2 hours The play is set towards the end of the Pandavas' twelve years of banishment and the beginning of the thirteenth year during which they have to live in concealment. Duryodhana issues the order that only roasted grains—and no fresh grains which can be sowed—should be given to beggars, tramps and other nomads, because they may turn out to be the Pandavas trying to survive. His soldiers and spies cannot confirm whether the Pandavas are dead or alive. Therefore Duryodhana decides to carry out the kariyam ceremony, a funeral ritual observed by non-Brahmin communities, usually on the sixteenth day after a person's death. Once this rite has been carried out, it will prevent the Pandavas, now officially declared 'dead', to return to regular society. Krishna comes to know of this plan. He visits the Pandavas and instructs Draupadi that she should disguise herself as a Kuratti, a lady of the Kurava tribe (basket-makers and fortune-tellers). She should take Sahadeva (in other versions Krishna himself) on her hip disguised as a child and go to Hastinapura where she should tell fortune to the Kaurava women. Draupadi protests, but finally agrees.

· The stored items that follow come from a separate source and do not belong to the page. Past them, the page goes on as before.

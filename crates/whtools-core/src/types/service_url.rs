//! Service URL type.

use serde::{Deserialize, Serialize};
use std::fmt;
use std::str::FromStr;
use url::Url;

use crate::error::{Error, InvalidInputError};

/// A validated URL for the CAS server or the warehouse.
///
/// Accepts `http`, `https`, `ws` and `wss` URLs that carry a host. The
/// warehouse session address uses a WebSocket scheme; the CAS server and
/// the warehouse's ticket-redeem endpoint use HTTP.
///
/// # Example
///
/// ```
/// use whtools_core::ServiceUrl;
///
/// let ws = ServiceUrl::new("wss://warehouse.example.org/whtools/websocket").unwrap();
/// assert!(ws.is_websocket());
/// assert_eq!(
///     ws.to_http().unwrap().as_str(),
///     "https://warehouse.example.org/whtools/websocket"
/// );
/// ```
#[derive(Clone, Debug, PartialEq, Eq, Hash)]
pub struct ServiceUrl(Url);

impl ServiceUrl {
    /// Create a new service URL from a string, validating the format.
    ///
    /// # Errors
    ///
    /// Returns an error if the URL does not parse, is relative, has no host,
    /// or uses an unsupported scheme.
    pub fn new(s: impl AsRef<str>) -> Result<Self, Error> {
        let s = s.as_ref();
        let url = Url::parse(s).map_err(|e| InvalidInputError::ServiceUrl {
            value: s.to_string(),
            reason: e.to_string(),
        })?;

        Self::validate(&url, s)?;

        Ok(Self(url))
    }

    /// Returns the URL as a string.
    pub fn as_str(&self) -> &str {
        self.0.as_str()
    }

    /// Returns the inner URL.
    pub fn as_url(&self) -> &Url {
        &self.0
    }

    /// Returns the host string.
    pub fn host(&self) -> Option<&str> {
        self.0.host_str()
    }

    /// Returns the URL scheme.
    pub fn scheme(&self) -> &str {
        self.0.scheme()
    }

    /// True for `https` and `wss`.
    pub fn is_secure(&self) -> bool {
        matches!(self.0.scheme(), "https" | "wss")
    }

    /// True for `ws` and `wss`.
    pub fn is_websocket(&self) -> bool {
        matches!(self.0.scheme(), "ws" | "wss")
    }

    /// The HTTP form of this URL (`wss` → `https`, `ws` → `http`).
    ///
    /// HTTP URLs are returned unchanged.
    pub fn to_http(&self) -> Result<Self, Error> {
        let scheme = match self.0.scheme() {
            "wss" => "https",
            "ws" => "http",
            _ => return Ok(self.clone()),
        };
        let rest = &self.0.as_str()[self.0.scheme().len()..];
        Self::new(format!("{}{}", scheme, rest))
    }

    /// Append a single path segment, e.g. a ticket id under the CAS tickets
    /// resource.
    pub fn child(&self, segment: &str) -> Result<Self, Error> {
        let base = self.0.as_str().trim_end_matches('/');
        Self::new(format!("{}/{}", base, segment))
    }

    fn validate(url: &Url, original: &str) -> Result<(), Error> {
        if url.cannot_be_a_base() {
            return Err(InvalidInputError::ServiceUrl {
                value: original.to_string(),
                reason: "must be an absolute URL".to_string(),
            }
            .into());
        }

        if !matches!(url.scheme(), "http" | "https" | "ws" | "wss") {
            return Err(InvalidInputError::ServiceUrl {
                value: original.to_string(),
                reason: format!("unsupported scheme '{}'", url.scheme()),
            }
            .into());
        }

        if url.host_str().is_none() {
            return Err(InvalidInputError::ServiceUrl {
                value: original.to_string(),
                reason: "must have a host".to_string(),
            }
            .into());
        }

        Ok(())
    }
}

impl fmt::Display for ServiceUrl {
    fn fmt(&self, f: &mut fmt::Formatter<'_>) -> fmt::Result {
        write!(f, "{}", self.0)
    }
}

impl FromStr for ServiceUrl {
    type Err = Error;

    fn from_str(s: &str) -> Result<Self, Self::Err> {
        Self::new(s)
    }
}

impl Serialize for ServiceUrl {
    fn serialize<S>(&self, serializer: S) -> Result<S::Ok, S::Error>
    where
        S: serde::Serializer,
    {
        serializer.serialize_str(self.0.as_str())
    }
}

impl<'de> Deserialize<'de> for ServiceUrl {
    fn deserialize<D>(deserializer: D) -> Result<Self, D::Error>
    where
        D: serde::Deserializer<'de>,
    {
        let s = String::deserialize(deserializer)?;
        ServiceUrl::new(&s).map_err(serde::de::Error::custom)
    }
}

impl AsRef<str> for ServiceUrl {
    fn as_ref(&self) -> &str {
        self.0.as_str()
    }
}

#[cfg(test)]
mod tests {
    use super::*;

    #[test]
    fn valid_wss_url() {
        let url = ServiceUrl::new("wss://wh.example.org:8443/ws").unwrap();
        assert_eq!(url.host(), Some("wh.example.org"));
        assert!(url.is_secure());
        assert!(url.is_websocket());
    }

    #[test]
    fn plain_ws_maps_to_http() {
        let url = ServiceUrl::new("ws://127.0.0.1:9000/whtools/websocket").unwrap();
        assert!(!url.is_secure());
        assert_eq!(
            url.to_http().unwrap().as_str(),
            "http://127.0.0.1:9000/whtools/websocket"
        );
    }

    #[test]
    fn http_is_unchanged_by_to_http() {
        let url = ServiceUrl::new("https://cas.example.org/cas/v1/tickets").unwrap();
        assert_eq!(url.to_http().unwrap(), url);
    }

    #[test]
    fn child_appends_segment() {
        let url = ServiceUrl::new("https://cas.example.org/cas/v1/tickets").unwrap();
        assert_eq!(
            url.child("TGT-1-abc").unwrap().as_str(),
            "https://cas.example.org/cas/v1/tickets/TGT-1-abc"
        );

        let trailing = ServiceUrl::new("https://cas.example.org/cas/v1/tickets/").unwrap();
        assert_eq!(
            trailing.child("TGT-1-abc").unwrap().as_str(),
            "https://cas.example.org/cas/v1/tickets/TGT-1-abc"
        );
    }

    #[test]
    fn invalid_relative_url() {
        assert!(ServiceUrl::new("/cas/v1/tickets").is_err());
    }

    #[test]
    fn invalid_scheme() {
        assert!(ServiceUrl::new("ftp://example.org/file").is_err());
        assert!(ServiceUrl::new("file:///tmp/x").is_err());
    }

    #[test]
    fn deserializes_from_string() {
        let url: ServiceUrl = serde_json::from_str("\"wss://wh.example.org/ws\"").unwrap();
        assert_eq!(url.scheme(), "wss");
        assert!(serde_json::from_str::<ServiceUrl>("\"not a url\"").is_err());
    }
}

When she arrives at the Kaurava court she meets the Kaurava women, among them Gandhari, the mother of the Kauravas and wife of the blind Dhrtarashtra, and Peruntiruval, Duryodhana's wife. The women request the Kuratti to tell fortune. She invites her 'family deity' and enters into a trance to do so. During the séance the Kuratti provides details of Peruntiruval's past and recounts the prior events that have led to the Pandavas banishment to the forest, including Draupadi's disrobing and her violent vow—facts with which the Kuratti-in-disguise, as the principal victim, is intimately familiar with. She predicts that all the Kaurava women will be robbed of the auspicious signs of their marriage, because their husbands will die in the impending war. The Kuratti's forecast of doom outrages the Kaurava women who refuse to pay up the fresh grains demanded by her. Peruntiruval complains to her husband Duryodhana, who decides to question the Kuratti himself. Hearing her grim predictions, Duryodhana grows suspicious that she may be Draupadi and puts her in jail. Krishna hears Draupadi's prayers and orders Arjuna to go to Hastinapura in the disguise of a Kuravan, a male member of the Kurava tribe, to demand her release. The Kuravan arrives proclaiming his love for his independent wife, boasting of his own prowess and provoking Duryodhana to fight. Duryodhana loses the fight and is forced to release the Kuratti and pay up the grains. When Draupadi and Arjuna return to the forest the grains turn out to be roasted. But Krishna promises them that he will make the roasted seeds grow as if they were fresh seeds.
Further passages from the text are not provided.